- Task directions:
Filter the data for lines with the word "finish", then copy every line so identified.

[Dataset excerpts]
○ ○ ○
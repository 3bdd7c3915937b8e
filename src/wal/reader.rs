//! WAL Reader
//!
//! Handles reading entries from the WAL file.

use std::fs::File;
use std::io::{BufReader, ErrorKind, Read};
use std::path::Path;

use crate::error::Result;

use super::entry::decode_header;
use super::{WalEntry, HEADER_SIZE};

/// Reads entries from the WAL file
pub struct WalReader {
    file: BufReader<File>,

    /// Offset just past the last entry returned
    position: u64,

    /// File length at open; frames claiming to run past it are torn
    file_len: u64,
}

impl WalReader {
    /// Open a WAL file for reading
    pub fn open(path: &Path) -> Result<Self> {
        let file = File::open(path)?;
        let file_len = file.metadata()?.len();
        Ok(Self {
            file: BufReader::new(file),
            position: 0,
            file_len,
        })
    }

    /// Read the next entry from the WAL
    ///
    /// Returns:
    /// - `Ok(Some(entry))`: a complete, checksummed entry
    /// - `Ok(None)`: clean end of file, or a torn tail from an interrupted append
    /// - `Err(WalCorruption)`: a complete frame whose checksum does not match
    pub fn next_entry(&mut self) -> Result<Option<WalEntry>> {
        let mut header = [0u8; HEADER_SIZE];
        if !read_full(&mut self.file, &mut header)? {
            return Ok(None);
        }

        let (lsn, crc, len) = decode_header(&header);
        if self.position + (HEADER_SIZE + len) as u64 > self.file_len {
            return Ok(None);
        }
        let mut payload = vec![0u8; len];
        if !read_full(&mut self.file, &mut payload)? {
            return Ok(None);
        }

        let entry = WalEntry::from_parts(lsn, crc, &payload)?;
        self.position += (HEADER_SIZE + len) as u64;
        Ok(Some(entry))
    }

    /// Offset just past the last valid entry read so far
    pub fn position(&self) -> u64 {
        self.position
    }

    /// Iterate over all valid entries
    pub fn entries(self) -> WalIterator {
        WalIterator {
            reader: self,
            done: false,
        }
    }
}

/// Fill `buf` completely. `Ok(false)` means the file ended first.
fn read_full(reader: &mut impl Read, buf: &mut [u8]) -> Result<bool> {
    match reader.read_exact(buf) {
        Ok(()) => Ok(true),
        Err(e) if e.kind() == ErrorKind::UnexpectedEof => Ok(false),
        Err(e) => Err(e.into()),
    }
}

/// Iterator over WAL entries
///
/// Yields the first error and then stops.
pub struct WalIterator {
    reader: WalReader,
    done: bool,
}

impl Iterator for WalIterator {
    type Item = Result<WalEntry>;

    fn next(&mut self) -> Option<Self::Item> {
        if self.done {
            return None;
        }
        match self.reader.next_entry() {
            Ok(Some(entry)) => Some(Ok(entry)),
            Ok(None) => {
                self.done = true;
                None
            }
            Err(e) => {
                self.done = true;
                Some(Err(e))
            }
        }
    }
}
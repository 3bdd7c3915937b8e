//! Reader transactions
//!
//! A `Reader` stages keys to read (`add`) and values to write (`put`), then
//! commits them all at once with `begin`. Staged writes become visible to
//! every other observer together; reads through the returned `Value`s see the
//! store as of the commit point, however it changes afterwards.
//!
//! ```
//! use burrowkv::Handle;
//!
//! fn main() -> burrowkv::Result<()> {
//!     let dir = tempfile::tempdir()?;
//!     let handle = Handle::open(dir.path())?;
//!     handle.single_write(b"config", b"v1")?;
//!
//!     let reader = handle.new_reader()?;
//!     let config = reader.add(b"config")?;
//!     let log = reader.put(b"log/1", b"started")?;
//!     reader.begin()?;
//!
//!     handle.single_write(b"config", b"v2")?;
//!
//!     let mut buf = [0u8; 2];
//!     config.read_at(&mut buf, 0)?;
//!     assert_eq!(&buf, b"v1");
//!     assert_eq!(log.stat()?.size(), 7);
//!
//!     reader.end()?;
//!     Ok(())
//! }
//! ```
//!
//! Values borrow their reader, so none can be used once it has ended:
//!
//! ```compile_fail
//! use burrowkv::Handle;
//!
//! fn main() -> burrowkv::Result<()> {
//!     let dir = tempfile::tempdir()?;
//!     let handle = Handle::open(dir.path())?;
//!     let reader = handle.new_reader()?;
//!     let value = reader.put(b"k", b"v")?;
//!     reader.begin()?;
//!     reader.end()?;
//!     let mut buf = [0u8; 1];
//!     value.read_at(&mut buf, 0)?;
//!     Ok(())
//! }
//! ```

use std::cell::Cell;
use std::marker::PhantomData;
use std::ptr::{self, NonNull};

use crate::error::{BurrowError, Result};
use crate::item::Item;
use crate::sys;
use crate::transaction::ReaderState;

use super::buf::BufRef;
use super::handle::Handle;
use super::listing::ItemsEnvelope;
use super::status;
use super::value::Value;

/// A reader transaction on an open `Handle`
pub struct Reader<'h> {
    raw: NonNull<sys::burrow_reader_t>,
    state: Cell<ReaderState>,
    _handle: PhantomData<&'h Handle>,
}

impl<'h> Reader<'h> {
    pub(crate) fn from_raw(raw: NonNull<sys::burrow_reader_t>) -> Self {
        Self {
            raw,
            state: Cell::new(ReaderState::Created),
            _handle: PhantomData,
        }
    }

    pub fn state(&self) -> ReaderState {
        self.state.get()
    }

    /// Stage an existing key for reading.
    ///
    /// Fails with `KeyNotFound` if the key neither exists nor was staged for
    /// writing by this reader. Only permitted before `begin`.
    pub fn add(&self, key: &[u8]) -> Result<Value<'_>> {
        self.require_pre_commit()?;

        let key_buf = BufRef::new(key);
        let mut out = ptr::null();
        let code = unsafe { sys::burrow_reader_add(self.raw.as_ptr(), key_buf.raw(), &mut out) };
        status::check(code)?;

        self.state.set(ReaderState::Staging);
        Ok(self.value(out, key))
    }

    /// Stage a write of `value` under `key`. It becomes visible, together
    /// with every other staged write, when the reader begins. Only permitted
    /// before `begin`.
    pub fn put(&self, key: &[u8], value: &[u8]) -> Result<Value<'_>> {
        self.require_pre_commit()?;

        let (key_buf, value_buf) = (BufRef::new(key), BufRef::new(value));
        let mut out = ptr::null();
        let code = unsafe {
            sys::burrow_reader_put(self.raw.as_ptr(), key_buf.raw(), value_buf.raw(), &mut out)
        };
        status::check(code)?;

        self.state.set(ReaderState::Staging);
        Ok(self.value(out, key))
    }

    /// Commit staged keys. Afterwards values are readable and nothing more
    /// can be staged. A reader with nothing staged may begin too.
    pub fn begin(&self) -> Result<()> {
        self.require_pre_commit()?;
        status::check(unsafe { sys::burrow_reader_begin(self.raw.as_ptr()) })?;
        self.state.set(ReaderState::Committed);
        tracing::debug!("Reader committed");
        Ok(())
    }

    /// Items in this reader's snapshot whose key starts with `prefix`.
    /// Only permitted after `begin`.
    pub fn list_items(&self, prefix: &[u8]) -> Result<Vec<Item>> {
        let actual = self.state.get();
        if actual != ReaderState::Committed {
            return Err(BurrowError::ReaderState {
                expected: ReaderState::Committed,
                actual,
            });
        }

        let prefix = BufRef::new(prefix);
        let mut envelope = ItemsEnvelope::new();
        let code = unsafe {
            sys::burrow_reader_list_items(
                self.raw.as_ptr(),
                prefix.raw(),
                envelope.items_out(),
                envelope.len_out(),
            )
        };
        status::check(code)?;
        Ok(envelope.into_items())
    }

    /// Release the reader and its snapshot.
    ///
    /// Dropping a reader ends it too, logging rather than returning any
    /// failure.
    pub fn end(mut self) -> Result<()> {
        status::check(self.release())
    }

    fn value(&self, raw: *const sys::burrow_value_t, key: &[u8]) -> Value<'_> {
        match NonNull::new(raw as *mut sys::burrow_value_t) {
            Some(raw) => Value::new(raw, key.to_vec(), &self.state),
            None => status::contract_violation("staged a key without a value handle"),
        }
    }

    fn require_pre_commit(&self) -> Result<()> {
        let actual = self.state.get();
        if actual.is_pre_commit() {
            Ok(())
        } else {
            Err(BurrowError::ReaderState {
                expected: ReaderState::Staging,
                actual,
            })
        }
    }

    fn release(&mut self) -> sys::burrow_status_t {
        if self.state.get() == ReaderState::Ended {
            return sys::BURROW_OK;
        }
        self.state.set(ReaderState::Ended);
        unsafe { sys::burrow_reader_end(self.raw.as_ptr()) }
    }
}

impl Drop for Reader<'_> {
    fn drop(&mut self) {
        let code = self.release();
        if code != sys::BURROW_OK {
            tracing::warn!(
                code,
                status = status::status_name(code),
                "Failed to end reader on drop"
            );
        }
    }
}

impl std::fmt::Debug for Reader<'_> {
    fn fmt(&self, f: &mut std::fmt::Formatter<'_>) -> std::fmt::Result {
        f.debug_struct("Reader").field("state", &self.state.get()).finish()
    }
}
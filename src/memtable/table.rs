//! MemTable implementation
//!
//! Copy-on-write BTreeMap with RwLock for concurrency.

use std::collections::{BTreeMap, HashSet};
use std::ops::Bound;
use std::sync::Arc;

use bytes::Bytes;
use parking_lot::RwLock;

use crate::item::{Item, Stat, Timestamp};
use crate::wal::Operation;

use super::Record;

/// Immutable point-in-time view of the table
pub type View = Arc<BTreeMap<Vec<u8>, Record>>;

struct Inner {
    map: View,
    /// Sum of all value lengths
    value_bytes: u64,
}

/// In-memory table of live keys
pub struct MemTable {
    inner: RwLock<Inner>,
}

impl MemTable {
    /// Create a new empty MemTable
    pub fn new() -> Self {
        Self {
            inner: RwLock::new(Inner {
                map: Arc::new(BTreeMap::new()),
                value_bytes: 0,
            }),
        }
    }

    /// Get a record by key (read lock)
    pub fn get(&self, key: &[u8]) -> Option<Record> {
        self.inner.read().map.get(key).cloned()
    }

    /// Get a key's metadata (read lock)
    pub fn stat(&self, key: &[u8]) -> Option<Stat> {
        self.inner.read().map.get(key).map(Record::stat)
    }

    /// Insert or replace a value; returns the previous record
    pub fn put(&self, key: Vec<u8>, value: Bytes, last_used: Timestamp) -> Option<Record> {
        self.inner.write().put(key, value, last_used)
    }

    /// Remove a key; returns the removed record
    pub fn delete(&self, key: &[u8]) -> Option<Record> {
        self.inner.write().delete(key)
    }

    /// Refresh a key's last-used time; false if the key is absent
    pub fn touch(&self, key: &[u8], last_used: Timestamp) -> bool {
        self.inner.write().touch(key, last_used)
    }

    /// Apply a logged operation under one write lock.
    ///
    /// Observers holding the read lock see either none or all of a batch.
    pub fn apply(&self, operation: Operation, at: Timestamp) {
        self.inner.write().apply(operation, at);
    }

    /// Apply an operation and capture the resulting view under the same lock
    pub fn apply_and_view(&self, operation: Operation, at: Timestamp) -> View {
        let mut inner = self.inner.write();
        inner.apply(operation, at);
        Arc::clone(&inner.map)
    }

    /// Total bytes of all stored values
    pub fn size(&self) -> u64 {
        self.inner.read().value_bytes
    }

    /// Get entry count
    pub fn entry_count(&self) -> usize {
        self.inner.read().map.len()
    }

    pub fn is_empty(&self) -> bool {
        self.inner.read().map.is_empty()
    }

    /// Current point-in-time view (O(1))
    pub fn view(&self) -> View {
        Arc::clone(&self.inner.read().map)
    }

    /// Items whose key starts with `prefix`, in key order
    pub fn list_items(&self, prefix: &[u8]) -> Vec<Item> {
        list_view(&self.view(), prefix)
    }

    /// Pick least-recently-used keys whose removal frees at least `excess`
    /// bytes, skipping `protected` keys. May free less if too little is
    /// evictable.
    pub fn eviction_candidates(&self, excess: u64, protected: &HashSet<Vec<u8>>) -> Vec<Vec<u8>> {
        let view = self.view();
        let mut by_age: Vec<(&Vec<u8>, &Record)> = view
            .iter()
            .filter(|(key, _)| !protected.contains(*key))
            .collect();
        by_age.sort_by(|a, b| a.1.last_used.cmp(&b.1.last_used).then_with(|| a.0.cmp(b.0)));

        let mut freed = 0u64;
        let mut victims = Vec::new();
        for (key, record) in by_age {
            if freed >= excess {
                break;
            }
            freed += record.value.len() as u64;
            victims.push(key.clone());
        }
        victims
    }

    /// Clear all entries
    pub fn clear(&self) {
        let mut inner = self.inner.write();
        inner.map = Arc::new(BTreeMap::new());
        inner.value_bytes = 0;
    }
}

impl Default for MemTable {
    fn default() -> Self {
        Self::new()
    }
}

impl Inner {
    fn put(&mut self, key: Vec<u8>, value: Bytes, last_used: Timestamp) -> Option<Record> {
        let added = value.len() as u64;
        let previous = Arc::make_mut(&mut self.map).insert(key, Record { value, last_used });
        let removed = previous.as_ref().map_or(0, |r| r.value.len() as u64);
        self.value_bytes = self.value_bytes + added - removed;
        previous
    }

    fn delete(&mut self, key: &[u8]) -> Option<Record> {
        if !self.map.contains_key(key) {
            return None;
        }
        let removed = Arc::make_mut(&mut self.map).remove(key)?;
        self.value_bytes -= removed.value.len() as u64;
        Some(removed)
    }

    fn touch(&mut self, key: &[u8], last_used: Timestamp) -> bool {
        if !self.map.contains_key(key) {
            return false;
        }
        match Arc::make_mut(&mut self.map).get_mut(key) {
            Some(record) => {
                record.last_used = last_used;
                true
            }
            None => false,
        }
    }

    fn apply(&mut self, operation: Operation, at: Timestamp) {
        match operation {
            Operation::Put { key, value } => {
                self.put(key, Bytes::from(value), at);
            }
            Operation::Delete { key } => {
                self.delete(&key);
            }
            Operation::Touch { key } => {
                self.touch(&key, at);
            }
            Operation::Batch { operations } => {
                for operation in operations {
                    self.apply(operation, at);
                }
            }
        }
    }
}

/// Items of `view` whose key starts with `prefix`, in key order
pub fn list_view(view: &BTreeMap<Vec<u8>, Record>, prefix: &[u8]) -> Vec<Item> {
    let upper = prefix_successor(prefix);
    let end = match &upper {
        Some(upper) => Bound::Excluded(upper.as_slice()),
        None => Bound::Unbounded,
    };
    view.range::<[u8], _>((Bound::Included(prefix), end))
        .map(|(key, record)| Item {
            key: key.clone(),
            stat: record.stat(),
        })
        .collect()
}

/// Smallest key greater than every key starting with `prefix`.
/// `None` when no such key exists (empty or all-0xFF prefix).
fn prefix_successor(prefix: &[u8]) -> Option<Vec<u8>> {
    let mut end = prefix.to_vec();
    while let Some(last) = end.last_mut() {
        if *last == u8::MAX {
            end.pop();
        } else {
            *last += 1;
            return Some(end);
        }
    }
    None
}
○ ○ ○
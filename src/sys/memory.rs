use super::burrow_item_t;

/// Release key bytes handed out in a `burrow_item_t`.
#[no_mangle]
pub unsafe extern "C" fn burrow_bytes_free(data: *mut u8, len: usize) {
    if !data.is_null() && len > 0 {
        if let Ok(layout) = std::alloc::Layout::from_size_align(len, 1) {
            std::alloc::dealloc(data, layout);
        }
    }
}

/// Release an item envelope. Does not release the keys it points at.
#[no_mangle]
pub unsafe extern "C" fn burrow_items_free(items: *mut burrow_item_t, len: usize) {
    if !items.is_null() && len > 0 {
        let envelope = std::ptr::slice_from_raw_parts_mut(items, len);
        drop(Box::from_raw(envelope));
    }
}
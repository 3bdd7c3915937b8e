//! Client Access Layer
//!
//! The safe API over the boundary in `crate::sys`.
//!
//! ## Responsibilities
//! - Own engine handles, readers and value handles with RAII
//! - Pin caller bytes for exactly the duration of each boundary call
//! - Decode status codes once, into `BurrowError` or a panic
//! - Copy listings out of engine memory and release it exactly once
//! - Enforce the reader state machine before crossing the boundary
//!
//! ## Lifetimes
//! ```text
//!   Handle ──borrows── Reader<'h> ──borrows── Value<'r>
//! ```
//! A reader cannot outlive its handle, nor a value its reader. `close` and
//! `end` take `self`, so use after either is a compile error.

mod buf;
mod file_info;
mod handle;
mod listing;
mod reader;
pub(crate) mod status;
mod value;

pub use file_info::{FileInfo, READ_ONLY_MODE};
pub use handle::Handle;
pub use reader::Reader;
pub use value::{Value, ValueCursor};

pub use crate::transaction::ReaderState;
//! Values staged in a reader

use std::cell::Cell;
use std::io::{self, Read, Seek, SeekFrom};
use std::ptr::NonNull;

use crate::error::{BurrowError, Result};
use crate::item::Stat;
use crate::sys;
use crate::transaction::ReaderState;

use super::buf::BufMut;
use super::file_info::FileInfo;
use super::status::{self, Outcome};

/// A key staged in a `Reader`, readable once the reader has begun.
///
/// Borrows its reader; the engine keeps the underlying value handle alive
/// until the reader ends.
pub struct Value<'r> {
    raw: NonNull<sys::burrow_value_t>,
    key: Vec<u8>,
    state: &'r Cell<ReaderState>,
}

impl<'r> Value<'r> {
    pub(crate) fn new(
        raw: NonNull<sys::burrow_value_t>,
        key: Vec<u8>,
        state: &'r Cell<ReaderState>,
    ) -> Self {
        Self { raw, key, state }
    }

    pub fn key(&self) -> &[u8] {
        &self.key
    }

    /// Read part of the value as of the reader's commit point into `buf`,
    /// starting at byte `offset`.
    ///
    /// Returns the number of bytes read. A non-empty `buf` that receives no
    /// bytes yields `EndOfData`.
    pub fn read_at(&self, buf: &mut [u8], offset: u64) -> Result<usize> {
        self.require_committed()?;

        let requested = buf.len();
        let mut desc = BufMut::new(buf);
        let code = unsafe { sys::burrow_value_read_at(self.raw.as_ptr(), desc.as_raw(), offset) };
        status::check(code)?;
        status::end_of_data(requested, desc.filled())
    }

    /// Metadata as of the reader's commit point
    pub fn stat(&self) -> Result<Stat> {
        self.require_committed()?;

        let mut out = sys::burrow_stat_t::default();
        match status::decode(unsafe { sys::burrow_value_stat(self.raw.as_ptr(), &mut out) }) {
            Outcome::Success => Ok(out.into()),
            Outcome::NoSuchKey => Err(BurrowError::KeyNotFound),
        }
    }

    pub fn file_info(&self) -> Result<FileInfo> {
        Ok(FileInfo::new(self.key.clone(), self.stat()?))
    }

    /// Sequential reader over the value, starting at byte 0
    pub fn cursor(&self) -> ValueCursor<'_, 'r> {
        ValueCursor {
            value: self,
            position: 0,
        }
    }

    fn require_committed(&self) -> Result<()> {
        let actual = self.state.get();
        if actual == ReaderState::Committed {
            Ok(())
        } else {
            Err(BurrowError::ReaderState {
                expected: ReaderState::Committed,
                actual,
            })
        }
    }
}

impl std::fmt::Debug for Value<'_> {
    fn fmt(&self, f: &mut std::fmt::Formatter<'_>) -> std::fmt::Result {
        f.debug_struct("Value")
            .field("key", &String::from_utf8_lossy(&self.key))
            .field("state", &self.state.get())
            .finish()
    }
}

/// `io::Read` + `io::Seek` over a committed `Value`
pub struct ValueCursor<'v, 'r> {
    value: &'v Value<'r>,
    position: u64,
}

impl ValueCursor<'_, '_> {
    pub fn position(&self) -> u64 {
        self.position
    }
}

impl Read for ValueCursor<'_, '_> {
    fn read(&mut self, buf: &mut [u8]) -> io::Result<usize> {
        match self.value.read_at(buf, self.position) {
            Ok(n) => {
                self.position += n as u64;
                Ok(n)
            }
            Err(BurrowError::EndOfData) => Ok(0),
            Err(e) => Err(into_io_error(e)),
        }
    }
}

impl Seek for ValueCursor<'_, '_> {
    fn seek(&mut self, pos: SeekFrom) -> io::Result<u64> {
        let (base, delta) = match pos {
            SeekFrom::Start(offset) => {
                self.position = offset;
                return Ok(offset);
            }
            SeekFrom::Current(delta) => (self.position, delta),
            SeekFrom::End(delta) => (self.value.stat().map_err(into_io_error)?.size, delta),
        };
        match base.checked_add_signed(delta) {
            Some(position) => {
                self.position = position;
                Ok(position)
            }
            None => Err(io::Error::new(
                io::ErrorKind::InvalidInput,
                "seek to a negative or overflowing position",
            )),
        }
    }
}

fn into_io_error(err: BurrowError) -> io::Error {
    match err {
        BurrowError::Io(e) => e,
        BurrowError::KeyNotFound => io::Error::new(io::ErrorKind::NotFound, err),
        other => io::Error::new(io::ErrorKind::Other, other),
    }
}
○ ○ ○
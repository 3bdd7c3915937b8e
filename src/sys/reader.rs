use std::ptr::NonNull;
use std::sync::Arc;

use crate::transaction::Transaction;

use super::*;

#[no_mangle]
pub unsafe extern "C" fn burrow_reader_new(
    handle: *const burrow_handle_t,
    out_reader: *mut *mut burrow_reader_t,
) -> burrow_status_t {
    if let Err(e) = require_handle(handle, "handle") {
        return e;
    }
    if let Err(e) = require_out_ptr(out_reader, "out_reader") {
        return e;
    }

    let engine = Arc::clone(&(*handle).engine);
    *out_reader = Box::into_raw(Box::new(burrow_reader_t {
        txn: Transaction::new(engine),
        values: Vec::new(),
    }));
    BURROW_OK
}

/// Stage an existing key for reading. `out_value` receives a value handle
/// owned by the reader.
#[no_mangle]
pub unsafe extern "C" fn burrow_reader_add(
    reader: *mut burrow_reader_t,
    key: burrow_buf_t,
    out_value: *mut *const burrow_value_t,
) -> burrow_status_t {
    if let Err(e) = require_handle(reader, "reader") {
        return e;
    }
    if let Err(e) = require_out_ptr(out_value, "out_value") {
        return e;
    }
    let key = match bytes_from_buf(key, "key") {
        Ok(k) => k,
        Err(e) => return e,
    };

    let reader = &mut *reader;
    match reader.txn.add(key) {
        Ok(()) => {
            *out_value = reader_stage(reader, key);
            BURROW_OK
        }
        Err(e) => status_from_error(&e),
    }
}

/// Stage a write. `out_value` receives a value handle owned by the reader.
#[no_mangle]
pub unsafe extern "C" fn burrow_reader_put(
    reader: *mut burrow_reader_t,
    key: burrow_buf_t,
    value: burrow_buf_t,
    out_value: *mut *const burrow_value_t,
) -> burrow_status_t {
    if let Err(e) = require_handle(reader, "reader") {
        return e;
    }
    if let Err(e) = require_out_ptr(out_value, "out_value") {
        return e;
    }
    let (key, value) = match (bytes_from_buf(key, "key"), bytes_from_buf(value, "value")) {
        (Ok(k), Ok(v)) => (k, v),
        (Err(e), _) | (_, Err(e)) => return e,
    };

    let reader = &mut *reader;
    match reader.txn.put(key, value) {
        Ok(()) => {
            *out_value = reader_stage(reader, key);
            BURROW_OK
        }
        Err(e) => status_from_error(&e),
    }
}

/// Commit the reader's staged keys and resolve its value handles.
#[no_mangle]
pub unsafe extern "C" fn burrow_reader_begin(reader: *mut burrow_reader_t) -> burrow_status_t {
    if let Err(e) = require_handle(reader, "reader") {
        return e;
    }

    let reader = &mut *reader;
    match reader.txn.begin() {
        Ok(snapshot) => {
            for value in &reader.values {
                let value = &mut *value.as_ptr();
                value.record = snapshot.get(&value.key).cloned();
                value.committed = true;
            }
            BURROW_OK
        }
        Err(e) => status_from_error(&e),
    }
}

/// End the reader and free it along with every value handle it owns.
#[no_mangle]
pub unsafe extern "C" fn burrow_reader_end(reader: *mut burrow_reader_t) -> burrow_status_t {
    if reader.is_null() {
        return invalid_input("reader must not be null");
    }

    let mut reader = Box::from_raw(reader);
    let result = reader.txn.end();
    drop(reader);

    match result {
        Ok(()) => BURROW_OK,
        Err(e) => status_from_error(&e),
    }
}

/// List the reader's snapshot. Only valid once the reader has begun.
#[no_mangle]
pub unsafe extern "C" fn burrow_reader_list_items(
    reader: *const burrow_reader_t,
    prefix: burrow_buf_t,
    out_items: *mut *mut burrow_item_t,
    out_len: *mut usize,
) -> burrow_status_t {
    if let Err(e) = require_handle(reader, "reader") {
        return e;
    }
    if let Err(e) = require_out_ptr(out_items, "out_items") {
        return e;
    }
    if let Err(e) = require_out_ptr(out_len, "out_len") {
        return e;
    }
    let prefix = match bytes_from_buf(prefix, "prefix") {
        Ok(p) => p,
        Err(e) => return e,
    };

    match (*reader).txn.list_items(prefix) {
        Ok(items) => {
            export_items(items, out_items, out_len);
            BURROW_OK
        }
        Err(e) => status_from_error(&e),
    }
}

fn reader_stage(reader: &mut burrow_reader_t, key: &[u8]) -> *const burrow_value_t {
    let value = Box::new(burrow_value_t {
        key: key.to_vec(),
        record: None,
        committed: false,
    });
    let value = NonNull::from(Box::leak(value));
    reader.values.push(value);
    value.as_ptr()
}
○ ○ ○
- Solution to the problem:
        f.debug_struct("Reader").field("state", &self.state.get()).finish()
            .finish()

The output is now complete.